(Stored records)
# # # # # # #
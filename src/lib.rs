// Overview plot for a single UCLALES run: stacked time-series panels over a
// row of thresholded liquid-water-path snapshots. This module holds the
// dataset naming conventions and the pure display rules; file loading lives
// in `data`, rendering in `plot`.

use anyhow::{anyhow, bail, Result};
use glob::glob;
use std::path::{Path, PathBuf};

pub mod data;
pub mod plot;

// ─────────────────────────────────────────────────────────────────────
// Constants
// ─────────────────────────────────────────────────────────────────────

/// Variable groups, one stacked panel each: boundary-layer heights,
/// liquid/rain water path, cloud fraction.
pub const VAR_GROUPS: &[&[&str]] = &[
    &["zbmn", "zcmn", "zb", "zc"],
    &["lwp_bar", "rwp_bar"],
    &["cfrac"],
];

/// Variables whose panels get a zero floor and an automatic upper bound.
pub const WATER_PATH_VARS: &[&str] = &["lwp_bar", "rwp_bar"];

/// Binary cloud-mask threshold applied to the liquid water path field.
pub const LWP_THRESHOLD: f64 = 1.0e-3;

/// Tolerance when matching a whole-hour snapshot to a cross-section time
/// sample, in seconds.
pub const TIME_TOLERANCE_SECS: f64 = 5.0 * 60.0;

// ─────────────────────────────────────────────────────────────────────
// Path conventions
// ─────────────────────────────────────────────────────────────────────

pub fn timeseries_path(base: &Path, name: &str) -> PathBuf {
    base.join("other").join(format!("{name}.ts.nc"))
}

pub fn snapshot_times_path(base: &Path, name: &str) -> PathBuf {
    base.join("raw_data").join(format!("{name}.00000000.nc"))
}

pub fn cross_section_path(base: &Path, name: &str) -> PathBuf {
    base.join("cross_sections")
        .join("runtime_slices")
        .join(format!("{name}.out.xy.lwp.nc"))
}

/// Pick the dataset name from the first `other/*.ts.nc` under `base`.
pub fn discover_dataset(base: &Path) -> Result<String> {
    let mut files: Vec<PathBuf> = glob(&format!("{}/other/*.ts.nc", base.display()))?
        .filter_map(Result::ok)
        .collect();
    files.sort();
    let first = files.into_iter().next().ok_or_else(|| {
        anyhow!(
            "can't find any *.ts.nc under `{}/other`, needed for the overview plot",
            base.display()
        )
    })?;
    let fname = first
        .file_name()
        .and_then(|s| s.to_str())
        .ok_or_else(|| anyhow!("bad file name: {}", first.display()))?;
    Ok(fname.split('.').next().unwrap_or(fname).to_string())
}

// ─────────────────────────────────────────────────────────────────────
// Display rules
// ─────────────────────────────────────────────────────────────────────

pub fn hours_from_seconds(secs: &[f64]) -> Vec<f64> {
    secs.iter().map(|s| s / 60.0 / 60.0).collect()
}

/// Representative whole hours for the snapshot row: unique truncated hours,
/// hour 0 dropped (spin-up, nothing interesting yet), then strided by
/// `max_hour / 5`. The stride is clamped to 1 so a run spanning fewer than
/// five hours still yields every hour.
pub fn snapshot_hours(t_hours: &[f64]) -> Vec<i64> {
    let mut uniq: Vec<i64> = t_hours.iter().map(|&h| h as i64).collect();
    uniq.sort_unstable();
    uniq.dedup();
    if uniq.first() == Some(&0) {
        uniq.remove(0);
    }
    let Some(&max) = uniq.last() else {
        return uniq;
    };
    let stride = ((max / 5) as usize).max(1);
    uniq.into_iter().step_by(stride).collect()
}

/// Panel y-limits for one variable: water-path variables get a zero floor
/// with the top left to the data, everything else `[0, 1.2 * max]`.
pub fn ylim_for(var: &str, values: &[f64]) -> (f64, Option<f64>) {
    if WATER_PATH_VARS.contains(&var) {
        (0.0, None)
    } else {
        let max = values.iter().copied().fold(f64::NEG_INFINITY, f64::max);
        (0.0, Some(1.2 * max))
    }
}

/// Coordinate scaling for the snapshot panels: when both horizontal axes are
/// in metres, plot in kilometres; without unit metadata plot raw values and
/// show no unit string.
pub fn km_scale(x_units: Option<&str>, y_units: Option<&str>) -> (f64, Option<&'static str>) {
    match (x_units, y_units) {
        (Some("m"), Some("m")) => (1.0e-3, Some("km")),
        _ => (1.0, None),
    }
}

/// Index of the time sample nearest to `target`, failing when the nearest
/// one is farther than `tolerance` seconds away.
pub fn nearest_index(times: &[f64], target: f64, tolerance: f64) -> Result<usize> {
    let (idx, dist) = times
        .iter()
        .enumerate()
        .map(|(i, &t)| (i, (t - target).abs()))
        .min_by(|a, b| a.1.total_cmp(&b.1))
        .ok_or_else(|| anyhow!("empty time coordinate"))?;
    if dist > tolerance {
        bail!(
            "no time sample within {tolerance:.0} s of t={target:.0} s (nearest is {dist:.0} s away)"
        );
    }
    Ok(idx)
}

#[cfg(test)]
mod tests {
    use super::*;

    #[test]
    fn snapshot_hours_six_hour_run() {
        // 0..6 hours at dt = 1 s: hour 0 dropped, stride int(6/5) = 1
        let secs: Vec<f64> = (0..=21_600).map(f64::from).collect();
        let hours = snapshot_hours(&hours_from_seconds(&secs));
        assert_eq!(hours, vec![1, 2, 3, 4, 5, 6]);
    }

    #[test]
    fn snapshot_hours_single_hour_does_not_panic() {
        let secs: Vec<f64> = (0..=7_200).step_by(60).map(|s| s as f64).collect();
        let hours = snapshot_hours(&hours_from_seconds(&secs));
        assert_eq!(hours, vec![1, 2]);
    }

    #[test]
    fn snapshot_hours_empty_after_dropping_zero() {
        let secs = vec![0.0, 600.0, 1_200.0];
        assert!(snapshot_hours(&hours_from_seconds(&secs)).is_empty());
    }

    #[test]
    fn water_path_ylim_has_open_top() {
        assert_eq!(ylim_for("lwp_bar", &[0.5, 3.0, 1.0]), (0.0, None));
        assert_eq!(ylim_for("rwp_bar", &[100.0]), (0.0, None));
    }

    #[test]
    fn other_ylim_is_exactly_1p2_max() {
        let (lo, hi) = ylim_for("cfrac", &[0.1, 0.4, 0.25]);
        assert_eq!(lo, 0.0);
        assert_eq!(hi, Some(1.2 * 0.4));
    }

    #[test]
    fn km_scale_needs_both_axes_in_metres() {
        assert_eq!(km_scale(Some("m"), Some("m")), (1.0e-3, Some("km")));
        assert_eq!(km_scale(None, None), (1.0, None));
        assert_eq!(km_scale(Some("m"), None), (1.0, None));
        assert_eq!(km_scale(Some("km"), Some("km")), (1.0, None));
    }

    #[test]
    fn nearest_index_within_tolerance() {
        let times = vec![0.0, 3_600.0, 7_200.0];
        assert_eq!(nearest_index(&times, 3_700.0, 300.0).unwrap(), 1);
    }

    #[test]
    fn nearest_index_rejects_distant_sample() {
        // query exactly between two samples, both > 5 min away
        let times = vec![0.0, 1_000.0];
        assert!(nearest_index(&times, 500.0, 300.0).is_err());
    }

    #[test]
    fn nearest_index_rejects_empty_axis() {
        assert!(nearest_index(&[], 0.0, 300.0).is_err());
    }
}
# # # # # # #
_What is being asked_. Copy range, inclusive: the line holding "assert_eq!(km_scale(None, None), (1.0, None));" to the line holding "let times = vec![0.0, 1_000.0];". Reproduce exactly those lines of the records above and no others.

_Reply_.
        assert_eq!(km_scale(None, None), (1.0, None));
        assert_eq!(km_scale(Some("m"), None), (1.0, None));
        assert_eq!(km_scale(Some("km"), Some("km")), (1.0, None));
    }

    #[test]
    fn nearest_index_within_tolerance() {
        let times = vec![0.0, 3_600.0, 7_200.0];
        assert_eq!(nearest_index(&times, 3_700.0, 300.0).unwrap(), 1);
    }

    #[test]
    fn nearest_index_rejects_distant_sample() {
        // query exactly between two samples, both > 5 min away
        let times = vec![0.0, 1_000.0];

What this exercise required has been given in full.